Hi! I'm looking for some help with the Extarct Information operator combined with macros. I have built a crawling WebService with RapidMiner Server which extract prices of products from different pages. The Layout is Simple. The only thing that changes is the RegEx used to extract the information from each page. I tried to create an exampleset with the domain and rules for each field in order to keep is simple to add new domains that could be crawled but when I try to use a macro under the query expression nothing happens. Does anybody have tried to use this approach? how could I use the Set Parameters from ExampleSet with the Extract Information operator. url https://www.elpalaciodehierro.com/charm-chile-39861202.html \s{1,} (.*)\s{1,}"/> [$]\S([0-9,.]{1,})"/> \s{1,}[$]\S([0-9,.]{1,})\s{1,} "/> \s{1,}[$]\S([0-9,.]{1,})\s{1,}\s{1,}

"/>

Marco_Barradas · Answer

Yes you could create a DS with your XSLT configuration and query it to obtain a macro that could be used on your operator,this way you only have One process to maintain and if for some reason you need to extract another value it would be really easy to make the change for the 200 sites instead of going over 200 process to make this little change.

kayman · Answer

Yeah, tell me about it... We crawl 200 sites at the moment and they all have their own specific way of making it complex. In the end it's all about flexibility, and for us putting the logic in XPath worked out best.

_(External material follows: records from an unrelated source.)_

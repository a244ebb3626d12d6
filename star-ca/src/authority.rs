//! The issuance engine.

use std::fmt;
use std::sync::Arc;

use pem::Pem;
use pki_types::CertificateDer;
use time::{Duration, OffsetDateTime};
use uuid::Uuid;
use x509_parser::certificate::X509Certificate;
use x509_parser::prelude::FromDer;

use crate::clock::Clock;
use crate::config::CaConfig;
use crate::csr::{KeyAlgorithm, ParsedCsr};
use crate::extensions::ExtensionPolicy;
use crate::issuer::IssuerRegistry;
use crate::metrics::{CaMetrics, MetricsSnapshot, SignaturePurpose};
use crate::ocsp::{OcspResponder, OcspSigningRequest};
use crate::policy::{verify_csr, KeyPolicy, PolicyAuthority};
use crate::serial::{EntropySource, SerialGenerator, SerialNumber};
use crate::signer::{SignRequest, Subject};
use crate::star::StarCoordinator;
use crate::storage::CertificateStore;
use crate::{Error, Result};

/// One request for an end-entity certificate.
#[derive(Debug, Clone)]
pub struct IssueRequest {
	/// Registration the certificate is issued to
	pub registration_id: i64,
	/// DER-encoded PKCS#10 request
	pub csr: Vec<u8>,
	/// Renewal flow this issuance belongs to, if any
	pub renewal_id: Option<Uuid>,
}

impl IssueRequest {
	/// A plain issuance request.
	pub fn new(registration_id: i64, csr: impl Into<Vec<u8>>) -> Self {
		Self {
			registration_id,
			csr: csr.into(),
			renewal_id: None,
		}
	}

	/// Marks the request as the next issuance of a renewal flow.
	pub fn with_renewal(mut self, renewal_id: Uuid) -> Self {
		self.renewal_id = Some(renewal_id);
		self
	}
}

/// A signed and stored certificate.
#[derive(Debug, Clone, PartialEq, Eq)]
pub struct IssuedCertificate {
	/// Certificate DER
	pub der: CertificateDer<'static>,
	/// Serial number
	pub serial: SerialNumber,
	/// Common name of the issuer that signed it
	pub issuer: String,
	/// Start of validity
	pub not_before: OffsetDateTime,
	/// End of validity
	pub not_after: OffsetDateTime,
}

impl IssuedCertificate {
	/// The certificate as a `CERTIFICATE` PEM block.
	pub fn to_pem(&self) -> String {
		let p = Pem::new("CERTIFICATE", self.der.to_vec());
		pem::encode_config(&p, crate::ENCODE_CONFIG)
	}
}

/// Progress of one issuance attempt; failures report the last stage reached.
#[derive(Debug, Clone, Copy, PartialEq, Eq)]
#[allow(missing_docs)]
pub enum IssuanceStage {
	Received,
	Parsed,
	PolicyChecked,
	ExtensionsResolved,
	ProfileSelected,
	Signed,
	Stored,
}

impl fmt::Display for IssuanceStage {
	fn fmt(&self, f: &mut fmt::Formatter<'_>) -> fmt::Result {
		let name = match self {
			IssuanceStage::Received => "received",
			IssuanceStage::Parsed => "parsed",
			IssuanceStage::PolicyChecked => "policy-checked",
			IssuanceStage::ExtensionsResolved => "extensions-resolved",
			IssuanceStage::ProfileSelected => "profile-selected",
			IssuanceStage::Signed => "signed",
			IssuanceStage::Stored => "stored",
		};
		f.write_str(name)
	}
}

/// Logs the certificate as orphaned if dropped before being disarmed.
///
/// Covers callers abandoning the future or thread between signing and
/// storage: the certificate exists either way.
struct OrphanGuard<'a> {
	serial: &'a SerialNumber,
	der: &'a [u8],
	registration_id: i64,
	armed: bool,
}

impl OrphanGuard<'_> {
	fn disarm(mut self) {
		self.armed = false;
	}
}

impl Drop for OrphanGuard<'_> {
	fn drop(&mut self) {
		if self.armed {
			log_orphan(
				self.serial,
				self.der,
				self.registration_id,
				&"issuance abandoned before storage",
			);
		}
	}
}

fn log_orphan(serial: &SerialNumber, der: &[u8], registration_id: i64, error: &dyn fmt::Display) {
	tracing::error!(
		target: "audit",
		serial = %serial,
		cert = %hex::encode(der),
		cert_sha256 = %hex::encode(ring::digest::digest(&ring::digest::SHA256, der)),
		regid = registration_id,
		error = %error,
		"orphaning certificate"
	);
}

fn select_profile<'a>(
	algorithm: &KeyAlgorithm,
	rsa_profile: &'a str,
	ecdsa_profile: &'a str,
	registration_id: i64,
	csr_der: &[u8],
) -> Result<&'a str> {
	match algorithm {
		KeyAlgorithm::Rsa { .. } => Ok(rsa_profile),
		KeyAlgorithm::Ecdsa { .. } => Ok(ecdsa_profile),
		KeyAlgorithm::Other(_) => {
			let err = Error::internal("unsupported key type");
			tracing::error!(
				target: "audit",
				regid = registration_id,
				csr_sha256 = %hex::encode(ring::digest::digest(&ring::digest::SHA256, csr_der)),
				error = %err,
				"refusing to sign"
			);
			Err(err)
		},
	}
}

/// Issues certificates and OCSP responses for one authority instance.
pub struct CertificateAuthority {
	registry: Arc<IssuerRegistry>,
	store: Arc<dyn CertificateStore>,
	pa: Arc<dyn PolicyAuthority>,
	clock: Arc<dyn Clock>,
	metrics: Arc<CaMetrics>,
	ocsp: OcspResponder,
	serials: SerialGenerator,
	extensions: ExtensionPolicy,
	star: Option<Arc<StarCoordinator>>,
	validity: Duration,
	max_names: usize,
	key_policy: KeyPolicy,
	force_cn_from_san: bool,
	rsa_profile: String,
	ecdsa_profile: String,
	generate_ocsp_early: bool,
}

impl CertificateAuthority {
	/// Builds an authority; invalid configuration fails here.
	pub fn new(
		config: &CaConfig,
		registry: Arc<IssuerRegistry>,
		store: Arc<dyn CertificateStore>,
		pa: Arc<dyn PolicyAuthority>,
		clock: Arc<dyn Clock>,
	) -> Result<Self> {
		config.validate()?;
		let metrics = Arc::new(CaMetrics::new());
		Ok(Self {
			ocsp: OcspResponder::new(registry.clone(), metrics.clone()),
			registry,
			store,
			pa,
			clock,
			metrics,
			serials: SerialGenerator::new(config.prefix()?),
			extensions: ExtensionPolicy::new(config.enable_must_staple),
			star: None,
			validity: config.validity()?,
			max_names: config.max_names,
			key_policy: config.key_policy.clone(),
			force_cn_from_san: config.force_cn_from_san(),
			rsa_profile: config.rsa_profile.clone(),
			ecdsa_profile: config.ecdsa_profile.clone(),
			generate_ocsp_early: config.generate_ocsp_early,
		})
	}

	/// Attaches the coordinator that renewal issuances are claimed from.
	pub fn with_star(mut self, star: Arc<StarCoordinator>) -> Self {
		self.star = Some(star);
		self
	}

	/// Replaces the random source used for serial numbers.
	pub fn with_entropy(mut self, entropy: Box<dyn EntropySource>) -> Self {
		self.serials = SerialGenerator::with_entropy(self.serials.prefix(), entropy);
		self
	}

	/// Counters accumulated so far.
	pub fn metrics(&self) -> MetricsSnapshot {
		self.metrics.snapshot()
	}

	/// The issuers this authority signs with.
	pub fn registry(&self) -> &IssuerRegistry {
		&self.registry
	}

	/// The renewal coordinator, if one is attached.
	pub fn star(&self) -> Option<&Arc<StarCoordinator>> {
		self.star.as_ref()
	}

	/// Produces a signed OCSP response for a certificate issued by this authority.
	pub fn generate_ocsp(&self, request: &OcspSigningRequest) -> Result<Vec<u8>> {
		self.ocsp.generate(request)
	}

	/// Issues a certificate for `request`.
	///
	/// No step is retried. A certificate that was signed but could not be
	/// stored is logged as orphaned and reported as [`Error::Orphaned`].
	pub fn issue_certificate(&self, request: &IssueRequest) -> Result<IssuedCertificate> {
		let mut stage = IssuanceStage::Received;
		let result = self.issue_inner(request, &mut stage);
		if let Err(err) = &result {
			tracing::warn!(
				regid = request.registration_id,
				stage = %stage,
				error = %err,
				"issuance failed"
			);
		}
		result
	}

	fn issue_inner(
		&self,
		request: &IssueRequest,
		stage: &mut IssuanceStage,
	) -> Result<IssuedCertificate> {
		let csr = ParsedCsr::from_der(&request.csr)?;
		*stage = IssuanceStage::Parsed;

		let names = verify_csr(
			&csr,
			self.max_names,
			&self.key_policy,
			self.pa.as_ref(),
			self.force_cn_from_san,
			request.registration_id,
		)?;
		*stage = IssuanceStage::PolicyChecked;

		let decision = self
			.extensions
			.evaluate(&csr.requested_extensions, &self.metrics)?;
		*stage = IssuanceStage::ExtensionsResolved;

		let profile = select_profile(
			&csr.public_key.algorithm,
			&self.rsa_profile,
			&self.ecdsa_profile,
			request.registration_id,
			csr.der(),
		)?;
		*stage = IssuanceStage::ProfileSelected;

		let claim = match request.renewal_id {
			Some(renewal_id) => {
				let star = self.star.as_ref().ok_or_else(|| {
					Error::internal("renewal requested but no renewal coordinator is attached")
				})?;
				Some(star.claim(renewal_id)?)
			},
			None => None,
		};
		let validity = claim.as_ref().map_or(self.validity, |claim| claim.validity());

		let now = self.clock.now();
		let (not_after, serial) = self.serials.generate(validity, now)?;

		let issuer = self.registry.default_issuer();
		if issuer.not_after() < not_after {
			let err = Error::internal(format!(
				"cannot issue a certificate that expires after the issuer certificate ({} < {not_after})",
				issuer.not_after()
			));
			tracing::error!(target: "audit", serial = %serial, error = %err, "refusing to sign");
			return Err(err);
		}

		let sign_request = SignRequest {
			request_pem: csr.to_pem(),
			profile: profile.to_owned(),
			hosts: names.names.clone(),
			subject: Subject {
				common_name: names.common_name.clone(),
				serial_number: (!self.force_cn_from_san).then(|| serial.to_string()),
			},
			serial: serial.clone(),
			not_after,
			extensions: decision.extensions,
		};

		tracing::info!(
			target: "audit",
			serial = %serial,
			names = %names.names.join(", "),
			csr = %hex::encode(csr.der()),
			csr_sha256 = %csr.sha256_hex(),
			"signing"
		);
		let cert_pem = issuer.signer().sign(&sign_request).map_err(|err| {
			self.metrics.note_sign_error(&err);
			tracing::error!(target: "audit", serial = %serial, error = %err, "signing failed");
			Error::Signing(err)
		})?;
		self.metrics.note_signature(SignaturePurpose::Certificate);

		let der = decode_certificate(&cert_pem).map_err(|err| {
			tracing::error!(target: "audit", serial = %serial, error = %err, "invalid signer output");
			err
		})?;
		*stage = IssuanceStage::Signed;

		let guard = OrphanGuard {
			serial: &serial,
			der: &der,
			registration_id: request.registration_id,
			armed: true,
		};
		tracing::info!(
			target: "audit",
			serial = %serial,
			cert = %hex::encode(&der),
			cert_sha256 = %hex::encode(ring::digest::digest(&ring::digest::SHA256, &der)),
			"signing success"
		);

		let (not_before, cert_not_after) = {
			let (_, cert) = X509Certificate::from_der(&der)
				.map_err(|e| Error::internal(format!("signer produced an invalid certificate: {e}")))?;
			let validity = cert.validity();
			(validity.not_before.to_datetime(), validity.not_after.to_datetime())
		};

		let ocsp = if self.generate_ocsp_early {
			match self.generate_ocsp(&OcspSigningRequest::good(der.clone())) {
				Ok(response) => Some(response),
				Err(err) => {
					tracing::info!(target: "audit", serial = %serial, error = %err, "failed to generate OCSP response early");
					None
				},
			}
		} else {
			None
		};

		if let Err(err) = self
			.store
			.add_certificate(&der, request.registration_id, ocsp.as_deref())
		{
			guard.disarm();
			log_orphan(&serial, &der, request.registration_id, &err);
			return Err(Error::Orphaned {
				serial: serial.to_string(),
				source: err,
			});
		}
		guard.disarm();
		*stage = IssuanceStage::Stored;

		let issued = IssuedCertificate {
			der: CertificateDer::from(der),
			serial,
			issuer: issuer.common_name().to_string(),
			not_before,
			not_after: cert_not_after,
		};
		if let Some(claim) = claim {
			claim.complete(&issued)?;
		}
		Ok(issued)
	}
}

impl fmt::Debug for CertificateAuthority {
	fn fmt(&self, f: &mut fmt::Formatter<'_>) -> fmt::Result {
		f.debug_struct("CertificateAuthority")
			.field("registry", &self.registry)
			.field("serials", &self.serials)
			.field("validity", &self.validity)
			.finish_non_exhaustive()
	}
}

fn decode_certificate(cert_pem: &str) -> Result<Vec<u8>> {
	if cert_pem.is_empty() {
		return Err(Error::internal("no certificate returned by server"));
	}
	let block = pem::parse(cert_pem)
		.map_err(|e| Error::internal(format!("invalid certificate value returned: {e}")))?;
	if block.tag() != "CERTIFICATE" {
		return Err(Error::internal(format!(
			"invalid certificate value returned: unexpected {} block",
			block.tag()
		)));
	}
	Ok(block.into_contents())
}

We didn't find a single site yet where we couldn't get the data with XPath, where regex would have been more challenging. One way to deal with dynamic attributes is just looking at surrounding tags, typically product listings are in a list for instance, or you could use something like 'span where the text contains a dollar sign', which typically works out fine also.

Now, I actually like your idea but will probably use it on our XSLT template rather than on the extract operator.
In essence our Xpath is always the same as we are looking for like 10 different items (price, availabilty, used image etc) but whether they exist or not doesn't matter. The only difference from site to site is the path to a value, and if it's not it just returns an empty attribute.

So I am going to use your idea to dynamically inject this paths in my XSLT, I can then indeed create a reference file that contains the XPaths by site and loop this through one template instead of using a template by site.

Marco_Barradas · Answer

Hi @kayman as you mention this approach is another way of solving my current task but it changing RegEx for Xpath and may or may not flexible enough in some cases that I've seen on my webcrawling so far. Sometimes the price of the product is listed under a class that seems to be dynamic like class=article-abcha67323876-asdalji a lot a attributes or text after>$ 1,000 That's why I took the RegEx approach and it seemed simple to store the RegEx rules on a table and so that I only needed to create a new row under the Datatable to create a new rule to extract data from certain domain. I'll wait to see if anybody else gives us a solution before marking your answer as a solution. But thanks for the process and the approach it helps me see other ways of solving my task.